Fresh & Flavorful Spring Rolls with Creamy Peanut Sauce
Light and refreshing spring rolls packed with freshvegetables, rice noodles, and herbs, served with a creamy peanut dipping sauce.
Ingredients
Spring Rolls
- Two ounces of rice vermicelli or brown rice maifun noodles.
- 1 teaspoon toasted sesame oil
- ¼ teaspoon fine sea salt
- One cup of torn butter lettuce with the ribs removed for a tender bite.
- 1 cup very thinly sliced red cabbage
- 2 medium carrots peeled and cut into matchsticks or julienned
- 2 Persian mini cucumbers or 1 small cucumber, thinly sliced or julienned
- 2 medium jalapeños ribs and seeds removed, thinly sliced
- ¼ cup thinly sliced green onions
- ¼ cup roughly chopped fresh cilantro
- ¼ cup roughly chopped fresh mint
- Eight sheets of rice paper also known as spring roll wrappers.
Peanut Sauce
- ⅓ cup creamy peanut butter
- 2 tablespoons rice vinegar
- 2 tablespoons reduced-sodium tamari or soy sauce
- 2 tablespoons honey or maple syrup for vegan option
- 1 tablespoon toasted sesame oil
- 2 cloves garlic pressed or minced
- 2 to 3 tablespoons water as needed (to adjust consistency)
Instructions
Prepare the Noodles
- Cook the rice vermicelli according to package instructions.
- Drain, rinse with cool water, and toss with 1 teaspoon sesame oil and a pinch of salt. Set aside.
Prep the Vegetables and Herbs
- Arrange the butter lettuce, red cabbage, carrots, cucumber, jalapeños, green onions, cilantro, and mint on a clean cutting board or separate bowls to make the rolling process easier.
Make the Peanut Sauce
- In a small bowl, combine the peanut butter, rice vinegar, tamari or soy sauce, honey or maple syrup, sesame oil, and garlic.
- Whisk until smooth, adding water 1 tablespoon at a time until you reach a creamy, dippable consistency.
- Set aside.
Assemble the Spring Rolls
- Fill a large shallow dish with warm water.
- Dip one sheet of rice paper in the water for about 10-15 seconds, until soft but still slightly firm (it will soften more as you work).
- Place the softened rice paper on a clean, damp surface.
- Layer a few lettuce leaves, a small portion of noodles, cabbage, carrots, cucumber, jalapeño slices, green onions, cilantro, and mint in the center of the wrapper.

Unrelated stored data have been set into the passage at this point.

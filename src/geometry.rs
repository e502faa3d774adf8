//! Geometric utility objects.

use crate::{error::FieldError, field::ffl};
use std::{
    fmt,
    ops::{Index, IndexMut},
    str::FromStr,
};

#[cfg(feature = "serialization")]
use serde::{Deserialize, Serialize};

/// Denotes the x-, y- or z-dimension.
#[derive(Clone, Copy, Debug, PartialEq, Eq, Hash)]
#[cfg_attr(feature = "serialization", derive(Serialize, Deserialize))]
pub enum Dim3 {
    X = 0,
    Y = 1,
    Z = 2,
}

impl Dim3 {
    /// Creates an array for iterating over the x-, y- and z-dimensions.
    pub fn slice() -> [Self; 3] {
        [Self::X, Self::Y, Self::Z]
    }

    /// Returns the number of the dimension.
    pub fn num(self) -> usize {
        self as usize
    }
}

impl fmt::Display for Dim3 {
    fn fmt(&self, f: &mut fmt::Formatter<'_>) -> fmt::Result {
        write!(
            f,
            "{}",
            match self {
                Self::X => "x",
                Self::Y => "y",
                Self::Z => "z",
            }
        )
    }
}

impl FromStr for Dim3 {
    type Err = String;

    fn from_str(s: &str) -> Result<Self, Self::Err> {
        match s.trim().to_lowercase().as_str() {
            "x" => Ok(Self::X),
            "y" => Ok(Self::Y),
            "z" => Ok(Self::Z),
            other => Err(format!("unknown dimension {}", other)),
        }
    }
}

use Dim3::{X, Y, Z};

/// A lab-frame observation point [m].
#[derive(Clone, Copy, Debug, PartialEq)]
#[cfg_attr(feature = "serialization", derive(Serialize, Deserialize))]
pub struct Point3([ffl; 3]);

impl Point3 {
    /// Creates a new point, verifying that all coordinates are finite.
    pub fn new(x: ffl, y: ffl, z: ffl) -> Result<Self, FieldError> {
        let point = Point3([x, y, z]);
        for dim in Dim3::slice() {
            if !point[dim].is_finite() {
                return Err(FieldError::InvalidParameter {
                    name: match dim {
                        X => "x",
                        Y => "y",
                        Z => "z",
                    },
                    value: point[dim],
                    reason: "coordinate must be finite",
                });
            }
        }
        Ok(point)
    }

    /// Creates a point at the origin.
    pub fn origin() -> Self {
        Point3([0.0; 3])
    }

    pub fn x(&self) -> ffl {
        self.0[0]
    }

    pub fn y(&self) -> ffl {
        self.0[1]
    }

    pub fn z(&self) -> ffl {
        self.0[2]
    }

    /// Returns a copy of the point with the coordinate along `dim` replaced.
    pub fn with_coord(&self, dim: Dim3, coord: ffl) -> Self {
        let mut point = *self;
        point[dim] = coord;
        point
    }
}

impl Index<Dim3> for Point3 {
    type Output = ffl;

    fn index(&self, dim: Dim3) -> &Self::Output {
        &self.0[dim as usize]
    }
}

impl IndexMut<Dim3> for Point3 {
    fn index_mut(&mut self, dim: Dim3) -> &mut Self::Output {
        &mut self.0[dim as usize]
    }
}

impl fmt::Display for Point3 {
    fn fmt(&self, f: &mut fmt::Formatter<'_>) -> fmt::Result {
        write!(f, "({:e}, {:e}, {:e})", self.x(), self.y(), self.z())
    }
}

#[cfg(test)]
mod tests {

    use super::*;

    #[test]
    fn non_finite_coordinates_are_rejected() {
        assert!(Point3::new(0.0, ffl::INFINITY, 0.0).is_err());
        assert!(Point3::new(ffl::NAN, 0.0, 0.0).is_err());
        assert!(Point3::new(-1e3, 0.0, 1e-9).is_ok());
    }

    #[test]
    fn coordinate_replacement_works() {
        let point = Point3::new(1.0, 2.0, 3.0).unwrap();
        let moved = point.with_coord(Y, -5.0);
        assert_eq!(moved[X], 1.0);
        assert_eq!(moved[Y], -5.0);
        assert_eq!(moved[Z], 3.0);
    }

    #[test]
    fn dimensions_parse_from_strings() {
        assert_eq!("X".parse::<Dim3>().unwrap(), X);
        assert_eq!(" z ".parse::<Dim3>().unwrap(), Z);
        assert!("w".parse::<Dim3>().is_err());
    }
}
//! Finite-difference derivatives of the electric field.

use super::{ffl, FieldComponent, FieldEvaluator, FieldResult, FieldStatus};
use crate::{
    error::FieldError,
    geometry::{Dim3, Point3},
    math::linspace,
};

/// Estimates the derivative of the electric field component along `dim`,
/// taken along the same dimension, at the given point.
///
/// The field is sampled at evenly spaced coordinates from the point and a
/// small fraction of the bunch width forward, and the difference quotients
/// of consecutive samples are averaged. The status of the result is the most
/// severe status among the samples.
///
/// # Errors
///
/// Any error from evaluating a field sample is returned as is. Returns
/// `FieldError::InvalidParameter` if the coordinate is so large that the
/// samples cannot be told apart.
pub fn electric_field_derivative(
    evaluator: &FieldEvaluator,
    dim: Dim3,
    point: &Point3,
) -> Result<FieldResult, FieldError> {
    let config = &evaluator.config().derivative;
    let start = point[dim];
    let stop = start + config.relative_step * evaluator.bunch().sigmas()[dim.num()];
    let coords = linspace(start, stop, config.n_samples);

    if coords.windows(2).any(|pair| pair[1] <= pair[0]) {
        return Err(FieldError::InvalidParameter {
            name: "coordinate",
            value: start,
            reason: "too large for the derivative step to resolve",
        });
    }

    let samples = coords
        .iter()
        .map(|&coord| evaluator.electric_field(dim, &point.with_coord(dim, coord)))
        .collect::<Result<Vec<_>, _>>()?;

    let status = samples
        .iter()
        .fold(FieldStatus::Converged, |status, sample| {
            status.most_severe(sample.status())
        });

    let summed_quotients: ffl = coords
        .windows(2)
        .zip(samples.windows(2))
        .map(|(coord_pair, sample_pair)| {
            (sample_pair[1].value() - sample_pair[0].value()) / (coord_pair[1] - coord_pair[0])
        })
        .sum();
    let derivative = summed_quotients / ((coords.len() - 1) as ffl);

    Ok(FieldResult::new(
        FieldComponent::electric_derivative(dim),
        derivative,
        status,
    ))
}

- Fold the sides of the rice paper over the filling, then roll from the bottom, tucking in the ingredients as you go, to form a tight roll.
- Repeat with remaining ingredients.
Serve and Enjoy
- Serve the fresh spring rolls with the peanut sauce for dipping.
- Enjoy immediately, or cover with a damp cloth and refrigerate for up to 4 hours.